TWSB: Japan’s Earthquake and Day Length


I heard about this a few days ago, but I’ve been listening to the news on the radio pretty much continuously since the 8.9-magnitude earthquake struck off the coast of Japan on Friday. I just finally got around to finding an actual article about it.

According to NASA geophysicist Richard Gross, it turns out that the massive quake accelerated Earth’s spin enough to shorten the length of the day by 1.8 microseconds (a microsecond is a millionth of a second). The earthquake changed the distribution of the earth’s mass, shifting more of it towards the equator and thus causing the faster spin (like when you spin on a wheely chair and tuck your legs in to go faster. Don’t pretend you’ve never done it). The quake actually moved Japan’s main island about 8 feet. 8 feet. Think about how insane that is.

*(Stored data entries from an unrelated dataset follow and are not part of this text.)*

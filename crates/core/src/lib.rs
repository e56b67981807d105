//! Core library for the phonograph turntable.
//!
//! The crate models a record player whose tonearm position, record spin and
//! audio playback stay in sync. Geometry and state rules are plain functions
//! over value types; the [`Phonograph`] engine drives host-provided
//! collaborators (frame clock, audio clock, noise player and visual surface)
//! through small traits so it can run headless or behind a real UI.

pub mod audio;
pub mod config;
pub mod controller;
pub mod error;
pub mod geometry;
pub mod record;
pub mod render;
pub mod timeline;
pub mod tonearm;

pub use audio::{AudioClock, AudioSource, NoisePlayer, SimulatedAudio, SimulatedNoise};
pub use config::{AnimationConfig, LayoutConfig, PhonographConfig};
pub use controller::{
    Collaborators, Completion, Phonograph, PhonographObserver, SimulatedCollaborators,
};
pub use error::{PhonographError, Result};
pub use geometry::{
    ControlPoints, Layout, Point, Rect, RecordDimensions, Size, TonearmGeometry, TonearmShape,
};
pub use record::{Orientation, Record, RecordDescriptor, RecordQueue, Side, SideDescriptor, Style};
pub use render::{
    AnimationId, Artwork, CenterPeg, Easing, RecordTransform, RecordingSurface, VisualSurface,
};
pub use timeline::{FrameClock, ManualFrameClock, PlaybackClock};
pub use tonearm::{PointerEvent, PointerPhase, TonearmState};
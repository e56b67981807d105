//! Frame clock abstraction and simple time keeping.

use std::cell::{Ref, RefCell};
use std::rc::Rc;

/// Monotonic seconds counter used by simulated collaborators.
#[derive(Debug, Default, Clone, PartialEq)]
pub struct PlaybackClock {
    pub time_seconds: f64,
}

impl PlaybackClock {
    pub fn reset(&mut self) {
        self.time_seconds = 0.0;
    }

    pub fn advance(&mut self, delta: f64) {
        self.time_seconds = (self.time_seconds + delta).max(0.0);
    }
}

/// Source of per-frame callbacks. While running, the host calls
/// [`crate::Phonograph::on_frame`] once per frame at the target rate.
pub trait FrameClock {
    fn start(&mut self, target_fps: u32);
    fn stop(&mut self);
    fn is_running(&self) -> bool;
}

#[derive(Debug, Default, Clone, PartialEq)]
pub struct ManualFrameClockState {
    pub running: bool,
    pub target_fps: Option<u32>,
    pub start_count: usize,
    pub stop_count: usize,
}

/// Frame clock that only records start/stop requests; the owner decides when
/// frames happen. Clones share state.
#[derive(Debug, Clone, Default)]
pub struct ManualFrameClock {
    shared: Rc<RefCell<ManualFrameClockState>>,
}

impl ManualFrameClock {
    pub fn new() -> Self {
        Self::default()
    }

    pub fn state(&self) -> Ref<'_, ManualFrameClockState> {
        self.shared.borrow()
    }

    /// Seconds between frames at the requested rate.
    pub fn frame_interval(&self) -> Option<f64> {
        self.shared
            .borrow()
            .target_fps
            .filter(|fps| *fps > 0)
            .map(|fps| 1.0 / fps as f64)
    }
}

impl FrameClock for ManualFrameClock {
    fn start(&mut self, target_fps: u32) {
        let mut state = self.shared.borrow_mut();
        state.running = true;
        state.target_fps = Some(target_fps);
        state.start_count += 1;
    }

    fn stop(&mut self) {
        let mut state = self.shared.borrow_mut();
        state.running = false;
        state.stop_count += 1;
    }

    fn is_running(&self) -> bool {
        self.shared.borrow().running
    }
}
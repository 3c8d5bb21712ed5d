//! Host access traits
//!
//! These traits define the interface between the carrier logic and the game
//! server hosting it, so the logic never depends on a concrete host.

use caravan_items::ItemStack;

use crate::types::{Attribute, EntityId, EntityKind, InventoryId, Location, TagKey};

/// Read-only access to host state
pub trait HostAccess {
    /// Kind of a living entity (None if the host doesn't know the id)
    fn entity_kind(&self, entity: EntityId) -> Option<EntityKind>;

    /// Display name shown to players
    fn display_name(&self, entity: EntityId) -> String;

    /// Last known location
    fn location(&self, entity: EntityId) -> Option<Location>;

    /// Whether riding equipment is attached
    fn has_saddle(&self, entity: EntityId) -> bool;

    /// Item in the actor's main hand (None for an empty hand)
    fn held_item(&self, actor: EntityId) -> Option<ItemStack>;

    /// Persisted tag value
    fn tag(&self, entity: EntityId, key: TagKey) -> Option<f64>;

    /// Persisted tag value, or `default` when absent
    fn tag_or(&self, entity: EntityId, key: TagKey, default: f64) -> f64 {
        self.tag(entity, key).unwrap_or(default)
    }

    /// Base value of an attribute (None if this entity kind lacks it)
    fn attribute_base(&self, entity: EntityId, attribute: Attribute) -> Option<f64>;

    /// Entity an inventory is bound to
    fn inventory_owner(&self, inventory: InventoryId) -> Option<EntityId>;

    /// Snapshot of every slot of an inventory
    fn inventory_contents(&self, inventory: InventoryId) -> Vec<Option<ItemStack>>;
}

/// Mutable access to host state
pub trait HostMutAccess: HostAccess {
    /// Persist a tag value
    fn set_tag(&mut self, entity: EntityId, key: TagKey, value: f64);

    /// Overwrite an attribute's base value
    ///
    /// Callers check `attribute_base` first; hosts ignore writes to attributes
    /// the entity doesn't have.
    fn set_attribute_base(&mut self, entity: EntityId, attribute: Attribute, value: f64);

    /// Send a chat message to a player
    fn send_message(&mut self, actor: EntityId, message: &str);

    /// Create a fixed-size named inventory bound to `owner`
    fn create_inventory(&mut self, owner: EntityId, slots: usize, title: &str) -> InventoryId;

    /// Show an inventory to a player
    fn open_inventory(&mut self, actor: EntityId, inventory: InventoryId);

    /// Spawn a physical item stack in the world
    fn drop_item(&mut self, location: &Location, stack: ItemStack);
}
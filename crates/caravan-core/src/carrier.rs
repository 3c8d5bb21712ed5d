//! Carrier kind checks
//!
//! Every guard point goes through these instead of trusting event payloads.

use crate::error::{CarrierError, CarrierResult};
use crate::host::HostAccess;
use crate::types::{EntityId, EntityKind};

/// An entity the host has confirmed to be a carrier
#[derive(Debug, Clone, Copy, PartialEq, Eq, Hash)]
pub struct Carrier(EntityId);

impl Carrier {
    pub fn id(self) -> EntityId {
        self.0
    }
}

/// Check if the host reports this entity as a carrier
pub fn is_carrier<H: HostAccess + ?Sized>(host: &H, entity: EntityId) -> bool {
    host.entity_kind(entity) == Some(EntityKind::Carrier)
}

/// Narrow an entity to a carrier, failing with `TypeMismatch` otherwise
pub fn expect_carrier<H: HostAccess + ?Sized>(
    host: &H,
    entity: EntityId,
) -> CarrierResult<Carrier> {
    match host.entity_kind(entity) {
        Some(EntityKind::Carrier) => Ok(Carrier(entity)),
        found => Err(CarrierError::TypeMismatch { entity, found }),
    }
}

The Chilean earthquake last year also shortened earth’s day by about 1.26 microseconds, and the Sumatra earthquake in 2004 shortened it by 6.8 microseconds. Gross believes that the aftershocks, smaller but great in number, could have a cumulative shortening effect on earth’s day as well.

Crazy, no?

One response

  1. Matt Farnsworth's avatar
    Matt Farnsworth | Reply

    In the case of Japan, it shifted 8 feet towards the US and 2 feet down. That’s the crazy part, that so many people are now forever out of a place to live, now that their former place is now underwater forever.